Accanto a questi dati di disoccupazione “secca”, occorre considerare anche il crescente ricorso ad assunzioni a tempo determinato o part time, che sono una grande opportunità quando l’“economia” tira, ma una flessibilità a senso unico (a favore delle aziende) quando invece i tempi volgono al peggio. In questa situazione storica, molteplici recenti indagini di mercato evidenziano come la paura maggiore tra coloro che prestano opera è relativa alla perdita della propria condizione lavorativa attuale, sul proprio potere d’acquisto domani, sul proprio status sociale. Le ricadute sui consumi di questa sensazione d’insicurezza sono molteplici.Tra quelle immediate e tattiche, sicuramente c’è una revisione delle uscite finanziarie attuali: si spende meno, si posticipano le uscite non impellenti in attesa di capire qualcosa del futuro, si compra con maggiore accortezza pianificando di più e cedendo meno all’impulso, si riducono comunque le spese voluttuarie, si acquistano meno prodotti delle grandi marche e più spesso prodotti a marchi d’insegna; ci si fa più accorti nel valutare la qualità dei prodotti e nel leggere le etichette prima dell’acquisto.

Vederne le conseguenze sui consumi è quindi facile… E i dati che da più fonti sono proposti lo confermano: secondo il rapporto sui Consumi 2010 di Confcommercio, l’Italia ha fatto un balzo indietro attestandosi sui livelli di spesa di dieci anni fa, intaccando persino una quota dei risparmi accumulati. Il solo consumo medio annuo per abitante per i beni alimentari è diminuito di ben il 3,9% nel biennio 2008-2009. Queste diminuzioni a valore sono anche figlie della sempre crescente pressione promozionale.
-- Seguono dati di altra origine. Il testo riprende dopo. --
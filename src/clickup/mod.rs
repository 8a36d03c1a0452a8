//! Minimal ClickUp API surface: the workspace-list call used for token
//! validation and migration.
//!
//! The trait is the seam between the engine and the network; tests implement
//! it with in-memory fakes, production uses [`ClickUpClient`].

use async_trait::async_trait;
use reqwest::StatusCode;
use serde::Deserialize;
use std::time::Duration;
use thiserror::Error;

const BASE_URL: &str = "https://api.clickup.com/api/v2";

#[derive(Debug, Error)]
pub enum ClickUpError {
    /// The API answered and refused the token (expired or revoked).
    #[error("ClickUp rejected the token (HTTP {0})")]
    TokenRejected(u16),
    /// The API could not be reached or did not answer within the timeout.
    #[error("ClickUp unreachable: {0}")]
    Unreachable(String),
    #[error("unexpected ClickUp response: {0}")]
    BadResponse(String),
}

/// A ClickUp workspace as returned by the `/team` endpoint.
#[derive(Clone, Debug, Deserialize)]
pub struct Workspace {
    pub id: String,
    pub name: String,
}

#[derive(Deserialize)]
struct TeamsResponse {
    teams: Vec<Workspace>,
}

/// The slice of the ClickUp API this crate consumes.
#[async_trait]
pub trait ClickUpApi: Send + Sync {
    /// List the workspaces the token is authorized for. Doubles as the
    /// lightweight "is this token still accepted" check.
    async fn list_workspaces(&self, token: &str) -> Result<Vec<Workspace>, ClickUpError>;
}

/// HTTP client for the ClickUp REST API.
///
/// Personal API tokens go in the `Authorization` header verbatim (no Bearer
/// prefix). The timeout bounds every validation call so a slow upstream can
/// never hang a status request.
pub struct ClickUpClient {
    http_client: reqwest::Client,
    base_url: String,
}

impl ClickUpClient {
    pub fn new(timeout: Duration) -> Self {
        Self::with_base_url(BASE_URL.to_string(), timeout)
    }

    /// Create a client with a custom base URL (for testing with a mock server).
    pub fn with_base_url(base_url: String, timeout: Duration) -> Self {
        let http_client = reqwest::Client::builder()
            .timeout(timeout)
            .build()
            .expect("Failed to build HTTP client");
        Self {
            http_client,
            base_url,
        }
    }
}

#[async_trait]
impl ClickUpApi for ClickUpClient {
    async fn list_workspaces(&self, token: &str) -> Result<Vec<Workspace>, ClickUpError> {
        let url = format!("{}/team", self.base_url);
        let response = self
            .http_client
            .get(&url)
            .header("Authorization", token)
            .send()
            .await
            .map_err(|e| ClickUpError::Unreachable(e.to_string()))?;

        match response.status() {
            StatusCode::UNAUTHORIZED | StatusCode::FORBIDDEN => {
                Err(ClickUpError::TokenRejected(response.status().as_u16()))
            }
            s if !s.is_success() => Err(ClickUpError::BadResponse(format!("HTTP {s}"))),
            _ => {
                let body: TeamsResponse = response
                    .json()
                    .await
                    .map_err(|e| ClickUpError::BadResponse(e.to_string()))?;
                Ok(body.teams)
            }
        }
    }
}

#[cfg(test)]
mod tests {
    use super::*;
    use mockito::Server;

    #[tokio::test]
    async fn test_list_workspaces() {
        let mut server = Server::new_async().await;
        let _mock = server
            .mock("GET", "/team")
            .match_header("Authorization", "pk_token_123")
            .with_status(200)
            .with_header("content-type", "application/json")
            .with_body(
                r##"{
                    "teams": [
                        {"id": "9001", "name": "Acme Inc", "color": "#40bc86"},
                        {"id": "9002", "name": "Side Project", "color": "#ffffff"}
                    ]
                }"##,
            )
            .create_async()
            .await;

        let client = ClickUpClient::with_base_url(server.url(), Duration::from_secs(5));
        let workspaces = client.list_workspaces("pk_token_123").await.unwrap();

        assert_eq!(workspaces.len(), 2);
        assert_eq!(workspaces[0].id, "9001");
        assert_eq!(workspaces[0].name, "Acme Inc");
    }

    #[tokio::test]
    async fn test_rejected_token() {
        let mut server = Server::new_async().await;
        let _mock = server
            .mock("GET", "/team")
            .with_status(401)
            .with_body(r#"{"err": "Token invalid", "ECODE": "OAUTH_025"}"#)
            .create_async()
            .await;

        let client = ClickUpClient::with_base_url(server.url(), Duration::from_secs(5));
        let result = client.list_workspaces("pk_revoked").await;

        assert!(matches!(result, Err(ClickUpError::TokenRejected(401))));
    }

    #[tokio::test]
    async fn test_server_error_is_not_a_rejection() {
        let mut server = Server::new_async().await;
        let _mock = server
            .mock("GET", "/team")
            .with_status(502)
            .create_async()
            .await;

        let client = ClickUpClient::with_base_url(server.url(), Duration::from_secs(5));
        let result = client.list_workspaces("pk_token_123").await;

        assert!(matches!(result, Err(ClickUpError::BadResponse(_))));
    }
}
Si stima che nel 2010 le promozioni abbiano riguardato ben il 26,5% delle vendite totali del largo consumo confezionato e che lo sconto medio sia stato del 28,5% (dati Synphony IRI). Un circolo diabolico di diminuzione dei consumi, tentativo di incrementarli a forza di push promozionali e di conseguente abitudine alle promozioni, che quindi non funzionano più. Tra le più evidenti evoluzioni dei comportamenti di consumo vi è il maggior peso dei prodotti acquistato in promozione da un lato, ma anche – e questo è il secondo trend – la minore reattività dello shopping rispetto agli sconti. Si compra in promozione cioè, ma ciò di cui era già stato pianificato l’acquisto; gli acquisti d’impulso sono sostanzialmente indifferenti e quindi il livello totale della spesa non aumenta (diminuisce invece il livello a valore).